The Ethiopian Wolf is endemic to the Ethiopian highlands, above the tree line at about 3,200 m. There are no recent records of the species at altitudes below 3,000 m, although specimens were collected at 2,500 m from Gojjam and north-western Shoa at the beginning of the century (references in Yalden et al. 1980). Reported in the Simien Mountains since the species was first described in 1835, but scattered and irregular sightings suggest numbers have been declining. Reported on the Gojjam plateau until early this century (Powell-Cotton 1902; Maydon 1932). South of the Rift Valley, wolves have been reported in the Arsi Mountains since the turn of the century, and, more recently (1959), in the Bale Mountains. Reports of small populations in North Sidamo (Haltenorth and Diller 1980) may be in error. There is no evidence that the Ethiopian Wolf ever occurred in Eritrea (Coetzee 1977).
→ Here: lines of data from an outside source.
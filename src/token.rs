//! Manage json web tokens.

use chrono::Utc;
use jsonwebtoken::errors::ErrorKind;
use jsonwebtoken::{
    Algorithm, DecodingKey, EncodingKey, Header, Validation, decode, encode,
};
use serde::{Deserialize, Serialize};
use uuid::Uuid;

use crate::config::Token as TokenConfig;
use crate::error::{Result, ServerError};

const DEFAULT_ACCESS_TTL: u64 = 60 * 60; // 1 hour.
const DEFAULT_REFRESH_TTL: u64 = 60 * 60 * 24; // 1 day.

/// Pieces of information asserted on a JWT.
#[derive(Clone, Debug, Default, Serialize, Deserialize)]
pub struct Claims {
    /// Identifies the expiration time on or after which the JWT must not be
    /// accepted for processing.
    pub exp: u64,
    /// Identifies the time at which the JWT was issued.
    pub iat: u64,
    /// Identifies the organization that issued the JWT.
    pub iss: String,
    /// Unique token identifier. Keeps two tokens issued within the same
    /// second distinct.
    pub jti: String,
    /// Account ID.
    pub sub: String,
}

/// Manage JWT tokens.
///
/// Both token kinds share the same HMAC secret; they differ only in
/// lifetime.
#[derive(Clone)]
pub struct TokenManager {
    algorithm: Algorithm,
    encoding_key: EncodingKey,
    decoding_key: DecodingKey,
    issuer: String,
    access_ttl: u64,
    refresh_ttl: u64,
}

impl TokenManager {
    /// Create a new [`TokenManager`] instance.
    ///
    /// Fails when the signing secret is empty so the server refuses to
    /// start without one.
    pub fn new(
        issuer: &str,
        secret: &str,
        config: Option<TokenConfig>,
    ) -> Result<Self> {
        if secret.trim().is_empty() {
            return Err(ServerError::Config(
                "token signing secret must not be empty".into(),
            ));
        }

        let config = config.unwrap_or_default();

        Ok(Self {
            algorithm: Algorithm::HS256,
            encoding_key: EncodingKey::from_secret(secret.as_bytes()),
            decoding_key: DecodingKey::from_secret(secret.as_bytes()),
            issuer: issuer.to_owned(),
            access_ttl: config.access_ttl_secs.unwrap_or(DEFAULT_ACCESS_TTL),
            refresh_ttl: config.refresh_ttl_secs.unwrap_or(DEFAULT_REFRESH_TTL),
        })
    }

    /// Access token lifetime in seconds.
    pub fn access_ttl(&self) -> u64 {
        self.access_ttl
    }

    /// Refresh token lifetime in seconds.
    pub fn refresh_ttl(&self) -> u64 {
        self.refresh_ttl
    }

    fn create(&self, account_id: &str, ttl: u64) -> Result<String> {
        let now = Utc::now().timestamp() as u64;
        let header = Header::new(self.algorithm);
        let claims = Claims {
            exp: now + ttl,
            iat: now,
            iss: self.issuer.clone(),
            jti: Uuid::new_v4().to_string(),
            sub: account_id.to_owned(),
        };

        encode(&header, &claims, &self.encoding_key).map_err(|err| {
            ServerError::Internal {
                details: "failed to sign token".into(),
                source: Some(Box::new(err)),
            }
        })
    }

    /// Create a short-lived access token.
    pub fn create_access(&self, account_id: &str) -> Result<String> {
        self.create(account_id, self.access_ttl)
    }

    /// Create a long-lived refresh token.
    pub fn create_refresh(&self, account_id: &str) -> Result<String> {
        self.create(account_id, self.refresh_ttl)
    }

    /// Decode and check a token.
    ///
    /// Expired and tampered tokens both come back as [`ServerError::Unauthorized`];
    /// the distinction only shows up in logs.
    pub fn decode(&self, token: &str) -> Result<Claims> {
        let mut validation = Validation::new(self.algorithm);
        validation.set_issuer(&[&self.issuer]);

        decode::<Claims>(token, &self.decoding_key, &validation)
            .map(|data| data.claims)
            .map_err(|err| {
                match err.kind() {
                    ErrorKind::ExpiredSignature => {
                        tracing::debug!("token expired");
                    },
                    kind => {
                        tracing::debug!(?kind, "token rejected");
                    },
                }

                ServerError::Unauthorized
            })
    }
}

#[cfg(test)]
mod tests {
    use super::*;

    const ISSUER: &str = "https://folio.example.com/";
    const SECRET: &str = "unit-test-secret";

    fn manager() -> TokenManager {
        TokenManager::new(ISSUER, SECRET, None).unwrap()
    }

    #[test]
    fn test_empty_secret_is_fatal() {
        assert!(matches!(
            TokenManager::new(ISSUER, "", None),
            Err(ServerError::Config(_))
        ));
        assert!(matches!(
            TokenManager::new(ISSUER, "   ", None),
            Err(ServerError::Config(_))
        ));
    }

    #[test]
    fn test_access_token_round_trip() {
        let token = manager();
        let encoded = token.create_access("8df097b0").unwrap();

        let claims = token.decode(&encoded).unwrap();
        assert_eq!(claims.sub, "8df097b0");
        assert_eq!(claims.iss, ISSUER);
        assert_eq!(claims.exp - claims.iat, DEFAULT_ACCESS_TTL);
    }

    #[test]
    fn test_refresh_token_lives_longer() {
        let token = manager();
        let encoded = token.create_refresh("8df097b0").unwrap();

        let claims = token.decode(&encoded).unwrap();
        assert_eq!(claims.exp - claims.iat, DEFAULT_REFRESH_TTL);
    }

    #[test]
    fn test_tokens_are_unique() {
        let token = manager();

        // Same subject and second must still produce distinct tokens,
        // otherwise rotation could not revoke the previous one.
        let first = token.create_refresh("8df097b0").unwrap();
        let second = token.create_refresh("8df097b0").unwrap();
        assert_ne!(first, second);
    }

    #[test]
    fn test_decode_rejects_garbage() {
        let token = manager();

        assert!(matches!(
            token.decode("not.a.token"),
            Err(ServerError::Unauthorized)
        ));
    }

    #[test]
    fn test_decode_rejects_wrong_secret() {
        let token = manager();
        let other =
            TokenManager::new(ISSUER, "another-secret", None).unwrap();

        let encoded = other.create_access("8df097b0").unwrap();
        assert!(matches!(
            token.decode(&encoded),
            Err(ServerError::Unauthorized)
        ));
    }

    #[test]
    fn test_decode_rejects_expired() {
        let token = manager();

        // Issued two hours ago, expired one hour ago. Well past any
        // validation leeway.
        let now = Utc::now().timestamp() as u64;
        let claims = Claims {
            exp: now - 3600,
            iat: now - 7200,
            iss: ISSUER.to_owned(),
            jti: "expired".to_owned(),
            sub: "8df097b0".to_owned(),
        };
        let encoded = encode(
            &Header::new(Algorithm::HS256),
            &claims,
            &EncodingKey::from_secret(SECRET.as_bytes()),
        )
        .unwrap();

        assert!(matches!(
            token.decode(&encoded),
            Err(ServerError::Unauthorized)
        ));
    }
}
The species currently is confined to seven isolated mountain ranges of the Ethiopian highlands, at altitudes of 3,000–4,500 m (Gottelli and Sillero-Zubiri 1992; Marino 2003). In the northern highlands wolves are restricted to land above 3,500–3,800 m by increasing agricultural pressure (Yalden et al. 1980; Marino 2003). Wolf populations occur north of the Rift Valley in the Simien Mountains, Mount Guna, North Wollo and South Wollo highlands, and Menz. Recently extinct in Gosh Meda (North Shoa), and absent from Mt Choke, Gojjam, for a few decades. South-east of the Rift Valley there are populations in the Arsi Mountains (Mt Kaka, Mt Chilalo and Galama range) and in the Bale Mountains, including the Somkaru-Korduro range (Marino 2003).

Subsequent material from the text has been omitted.